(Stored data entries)
+++++
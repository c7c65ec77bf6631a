//! Endpoint selection for LB backends.
//!
//! All algorithm state is worker-local (`Cell`-based): round-robin cursors,
//! per-endpoint in-flight counters and health flags need no locking because
//! a balancer instance is owned by one worker's route table.
use std::{
    cell::Cell,
    collections::BTreeMap,
    net::SocketAddr,
    rc::Rc,
    time::{Duration, Instant},
};

use http::{
    uri::{Authority, Scheme},
    Uri,
};
use rand::Rng;

use crate::route::LbAlgorithm;

/// Total virtual points on the consistent-hash ring.
const RING_POINTS: usize = 1024;

/// Sample size for power-of-N-choices.
const P2C_CHOICES: usize = 2;

/// A concrete upstream target: scheme plus authority.
#[derive(Debug, Clone, PartialEq, Eq)]
pub struct NetworkTarget {
    pub scheme: Scheme,
    pub authority: Authority,
}

impl NetworkTarget {
    pub fn from_uri(uri: &Uri) -> Result<Self, TargetError> {
        let authority = uri
            .authority()
            .cloned()
            .ok_or_else(|| TargetError::MissingHost(uri.to_string()))?;
        let scheme = uri.scheme().cloned().unwrap_or(Scheme::HTTP);
        Ok(Self { scheme, authority })
    }

    pub fn host(&self) -> &str {
        self.authority.host()
    }

    pub fn port(&self) -> u16 {
        self.authority.port_u16().unwrap_or(80)
    }
}

#[derive(thiserror::Error, Debug)]
pub enum TargetError {
    #[error("endpoint {0} has no host")]
    MissingHost(String),
}

/// One endpoint of a balanced set with its worker-local runtime state.
#[derive(Debug)]
pub struct LbEndpoint {
    target: NetworkTarget,
    healthy: Rc<Cell<bool>>,
    inflight: Rc<Cell<u64>>,
    fade_start: Cell<Option<Instant>>,
}

impl LbEndpoint {
    fn new(target: NetworkTarget) -> Self {
        Self {
            target,
            healthy: Rc::new(Cell::new(true)),
            inflight: Rc::new(Cell::new(0)),
            fade_start: Cell::new(None),
        }
    }

    pub fn target(&self) -> &NetworkTarget {
        &self.target
    }

    pub fn inflight(&self) -> u64 {
        self.inflight.get()
    }

    /// Handle for external health probes.
    pub fn health(&self) -> EndpointHealth {
        EndpointHealth(self.healthy.clone())
    }

    fn fade_progress(&self, fade_in: Option<Duration>, now: Instant) -> f64 {
        match (self.fade_start.get(), fade_in) {
            (Some(start), Some(window)) if !window.is_zero() => {
                let elapsed = now.saturating_duration_since(start);
                if elapsed >= window {
                    self.fade_start.set(None);
                    1.0
                } else {
                    elapsed.as_secs_f64() / window.as_secs_f64()
                }
            }
            _ => 1.0,
        }
    }
}

/// Settable health flag shared with the owning endpoint.
#[derive(Debug, Clone)]
pub struct EndpointHealth(Rc<Cell<bool>>);

impl EndpointHealth {
    pub fn set_healthy(&self, healthy: bool) {
        self.0.set(healthy);
    }

    pub fn is_healthy(&self) -> bool {
        self.0.get()
    }
}

/// RAII in-flight marker around one upstream call; decrements on drop, which
/// covers cancellation.
pub struct InflightGuard {
    counter: Rc<Cell<u64>>,
}

impl InflightGuard {
    fn acquire(counter: Rc<Cell<u64>>) -> Self {
        counter.set(counter.get() + 1);
        Self { counter }
    }
}

impl Drop for InflightGuard {
    fn drop(&mut self) {
        self.counter.set(self.counter.get().saturating_sub(1));
    }
}

/// Key material for keyed algorithms; defaults to remote address + path.
pub struct PickKey<'a> {
    pub remote_addr: Option<SocketAddr>,
    pub path: &'a str,
}

impl PickKey<'_> {
    fn hash(&self) -> u64 {
        let mut hash = fnv1a_init();
        if let Some(addr) = self.remote_addr {
            hash = fnv1a_update(hash, addr.ip().to_string().as_bytes());
        }
        fnv1a_update(hash, self.path.as_bytes())
    }
}

#[derive(thiserror::Error, Debug)]
pub enum LbError {
    #[error("empty endpoint set")]
    EmptyEndpoints,
}

pub struct Pick<'a> {
    pub target: &'a NetworkTarget,
    pub guard: InflightGuard,
}

pub struct LoadBalancer {
    algorithm: LbAlgorithm,
    endpoints: Vec<LbEndpoint>,
    rr_cursor: Cell<usize>,
    ring: BTreeMap<u64, usize>,
    fade_in: Option<Duration>,
}

impl LoadBalancer {
    pub fn new(
        algorithm: LbAlgorithm,
        targets: Vec<NetworkTarget>,
        fade_in: Option<Duration>,
    ) -> Result<Self, LbError> {
        if targets.is_empty() {
            return Err(LbError::EmptyEndpoints);
        }
        let endpoints: Vec<_> = targets.into_iter().map(LbEndpoint::new).collect();
        let ring = if algorithm == LbAlgorithm::ConsistentHash {
            build_ring(&endpoints)
        } else {
            BTreeMap::new()
        };
        Ok(Self {
            algorithm,
            endpoints,
            rr_cursor: Cell::new(0),
            ring,
            fade_in,
        })
    }

    pub fn endpoints(&self) -> &[LbEndpoint] {
        &self.endpoints
    }

    /// Carry fade state over from the previous generation of this balancer:
    /// endpoints that did not exist before enter their fade window now,
    /// endpoints still fading keep their original start.
    pub fn start_fade_for_new(&self, prev: Option<&LoadBalancer>) {
        let Some(prev) = prev else { return };
        if self.fade_in.is_none() {
            return;
        }
        for ep in &self.endpoints {
            match prev
                .endpoints
                .iter()
                .find(|p| p.target.authority == ep.target.authority)
            {
                Some(old) => ep.fade_start.set(old.fade_start.get()),
                None => ep.fade_start.set(Some(Instant::now())),
            }
        }
    }

    /// Pick one endpoint. Unhealthy endpoints are skipped; when every
    /// endpoint is unhealthy the full set is used instead.
    pub fn pick(&self, key: &PickKey<'_>) -> Pick<'_> {
        let healthy: Vec<usize> = (0..self.endpoints.len())
            .filter(|&i| self.endpoints[i].healthy.get())
            .collect();
        let candidates = if healthy.is_empty() {
            (0..self.endpoints.len()).collect()
        } else {
            healthy
        };

        let index = match self.algorithm {
            LbAlgorithm::RoundRobin => {
                let cursor = self.rr_cursor.get();
                self.rr_cursor.set(cursor.wrapping_add(1));
                candidates[cursor % candidates.len()]
            }
            LbAlgorithm::Random => {
                candidates[rand::thread_rng().gen_range(0..candidates.len())]
            }
            LbAlgorithm::ConsistentHash => self.pick_ring(key, &candidates),
            LbAlgorithm::PowerOfRandomNChoices => self.pick_p2c(&candidates),
        };

        let index = self.adjust_for_fade(index, &candidates);
        let ep = &self.endpoints[index];
        Pick {
            target: &ep.target,
            guard: InflightGuard::acquire(ep.inflight.clone()),
        }
    }

    fn pick_ring(&self, key: &PickKey<'_>, candidates: &[usize]) -> usize {
        let hash = key.hash();
        // Next live endpoint clockwise from the key's position.
        self.ring
            .range(hash..)
            .chain(self.ring.range(..hash))
            .map(|(_, &i)| i)
            .find(|i| candidates.contains(i))
            .unwrap_or(candidates[0])
    }

    fn pick_p2c(&self, candidates: &[usize]) -> usize {
        let mut rng = rand::thread_rng();
        let mut best = candidates[rng.gen_range(0..candidates.len())];
        for _ in 1..P2C_CHOICES.min(candidates.len()) {
            let other = candidates[rng.gen_range(0..candidates.len())];
            if self.endpoints[other].inflight.get() < self.endpoints[best].inflight.get() {
                best = other;
            }
        }
        best
    }

    /// During an endpoint's fade window, divert a proportional share of its
    /// traffic to fully ramped candidates.
    fn adjust_for_fade(&self, index: usize, candidates: &[usize]) -> usize {
        let now = Instant::now();
        let progress = self.endpoints[index].fade_progress(self.fade_in, now);
        if progress >= 1.0 {
            return index;
        }
        let ramped: Vec<usize> = candidates
            .iter()
            .copied()
            .filter(|&i| i != index && self.endpoints[i].fade_progress(self.fade_in, now) >= 1.0)
            .collect();
        if ramped.is_empty() {
            return index;
        }
        let mut rng = rand::thread_rng();
        if rng.gen_range(0.0..1.0) < progress {
            index
        } else {
            ramped[rng.gen_range(0..ramped.len())]
        }
    }
}

const fn fnv1a_init() -> u64 {
    14695981039346656037
}

fn fnv1a_update(mut hash: u64, data: &[u8]) -> u64 {
    const FNV_PRIME: u64 = 1099511628211;
    for &byte in data {
        hash ^= byte as u64;
        hash = hash.wrapping_mul(FNV_PRIME);
    }
    hash
}

fn build_ring(endpoints: &[LbEndpoint]) -> BTreeMap<u64, usize> {
    let points_per_endpoint = (RING_POINTS / endpoints.len()).max(1);
    let mut ring = BTreeMap::new();
    for (index, ep) in endpoints.iter().enumerate() {
        for vnode in 0..points_per_endpoint {
            let key = format!("{}:{}", ep.target.authority, vnode);
            let hash = fnv1a_update(fnv1a_init(), key.as_bytes());
            ring.insert(hash, index);
        }
    }
    ring
}

#[cfg(test)]
mod tests {
    use super::*;

    fn targets(n: usize) -> Vec<NetworkTarget> {
        (0..n)
            .map(|i| {
                NetworkTarget::from_uri(&format!("http://10.0.0.{}:80", i + 1).parse().unwrap())
                    .unwrap()
            })
            .collect()
    }

    fn key<'a>(path: &'a str) -> PickKey<'a> {
        PickKey {
            remote_addr: Some("127.0.0.1:9999".parse().unwrap()),
            path,
        }
    }

    #[test]
    fn round_robin_alternates() {
        let lb = LoadBalancer::new(LbAlgorithm::RoundRobin, targets(2), None).unwrap();
        let first = lb.pick(&key("/")).target.authority.clone();
        let second = lb.pick(&key("/")).target.authority.clone();
        let third = lb.pick(&key("/")).target.authority.clone();
        assert_ne!(first, second);
        assert_eq!(first, third);
    }

    #[test]
    fn consistent_hash_is_stable_per_key() {
        let lb = LoadBalancer::new(LbAlgorithm::ConsistentHash, targets(5), None).unwrap();
        let a = lb.pick(&key("/users/1")).target.authority.clone();
        for _ in 0..10 {
            assert_eq!(a, lb.pick(&key("/users/1")).target.authority);
        }
    }

    #[test]
    fn consistent_hash_spreads_keys() {
        let lb = LoadBalancer::new(LbAlgorithm::ConsistentHash, targets(5), None).unwrap();
        let mut seen = std::collections::HashSet::new();
        for i in 0..100 {
            let path = format!("/k/{i}");
            seen.insert(lb.pick(&key(&path)).target.authority.clone());
        }
        assert!(seen.len() >= 3, "expected spread, got {seen:?}");
    }

    #[test]
    fn p2c_prefers_less_loaded() {
        let lb =
            LoadBalancer::new(LbAlgorithm::PowerOfRandomNChoices, targets(2), None).unwrap();
        // Hold a pile of guards on endpoint 0.
        let loaded = &lb.endpoints()[0];
        let _guards: Vec<_> = (0..64)
            .map(|_| InflightGuard::acquire(loaded.inflight.clone()))
            .collect();
        let mut hits_unloaded = 0;
        for _ in 0..100 {
            let pick = lb.pick(&key("/"));
            if pick.target.authority == lb.endpoints()[1].target.authority {
                hits_unloaded += 1;
            }
        }
        assert!(hits_unloaded > 60, "p2c skewed: {hits_unloaded}");
    }

    #[test]
    fn inflight_guard_decrements_on_drop() {
        let lb = LoadBalancer::new(LbAlgorithm::RoundRobin, targets(1), None).unwrap();
        {
            let _pick = lb.pick(&key("/"));
            assert_eq!(lb.endpoints()[0].inflight(), 1);
        }
        assert_eq!(lb.endpoints()[0].inflight(), 0);
    }

    #[test]
    fn unhealthy_endpoints_are_skipped() {
        let lb = LoadBalancer::new(LbAlgorithm::RoundRobin, targets(2), None).unwrap();
        lb.endpoints()[0].health().set_healthy(false);
        for _ in 0..10 {
            assert_eq!(
                lb.pick(&key("/")).target.authority,
                lb.endpoints()[1].target().authority
            );
        }
    }

    #[test]
    fn all_unhealthy_falls_back_to_full_set() {
        let lb = LoadBalancer::new(LbAlgorithm::RoundRobin, targets(2), None).unwrap();
        for ep in lb.endpoints() {
            ep.health().set_healthy(false);
        }
        let first = lb.pick(&key("/")).target.authority.clone();
        let second = lb.pick(&key("/")).target.authority.clone();
        assert_ne!(first, second);
    }

    #[test]
    fn fading_endpoint_receives_less_traffic() {
        let lb = LoadBalancer::new(
            LbAlgorithm::RoundRobin,
            targets(2),
            Some(Duration::from_secs(3600)),
        )
        .unwrap();
        // Endpoint 0 just entered its fade window.
        lb.endpoints()[0].fade_start.set(Some(Instant::now()));
        let mut faded_hits = 0;
        for _ in 0..100 {
            if lb.pick(&key("/")).target.authority == lb.endpoints()[0].target().authority {
                faded_hits += 1;
            }
        }
        assert!(faded_hits < 20, "fade had no effect: {faded_hits}");
    }

    #[test]
    fn empty_set_is_rejected() {
        assert!(matches!(
            LoadBalancer::new(LbAlgorithm::RoundRobin, Vec::new(), None),
            Err(LbError::EmptyEndpoints)
        ));
    }
}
+++++
→ **Task item**:
Take the stretch of lines above from the one containing "counter.set(counter.get() + 1);" through the one containing "if let Some(addr)" and repeat it exactly, adding no other line.

→ **Result of this task**:
        counter.set(counter.get() + 1);
        Self { counter }
    }
}

impl Drop for InflightGuard {
    fn drop(&mut self) {
        self.counter.set(self.counter.get().saturating_sub(1));
    }
}

/// Key material for keyed algorithms; defaults to remote address + path.
pub struct PickKey<'a> {
    pub remote_addr: Option<SocketAddr>,
    pub path: &'a str,
}

impl PickKey<'_> {
    fn hash(&self) -> u64 {
        let mut hash = fnv1a_init();
        if let Some(addr) = self.remote_addr {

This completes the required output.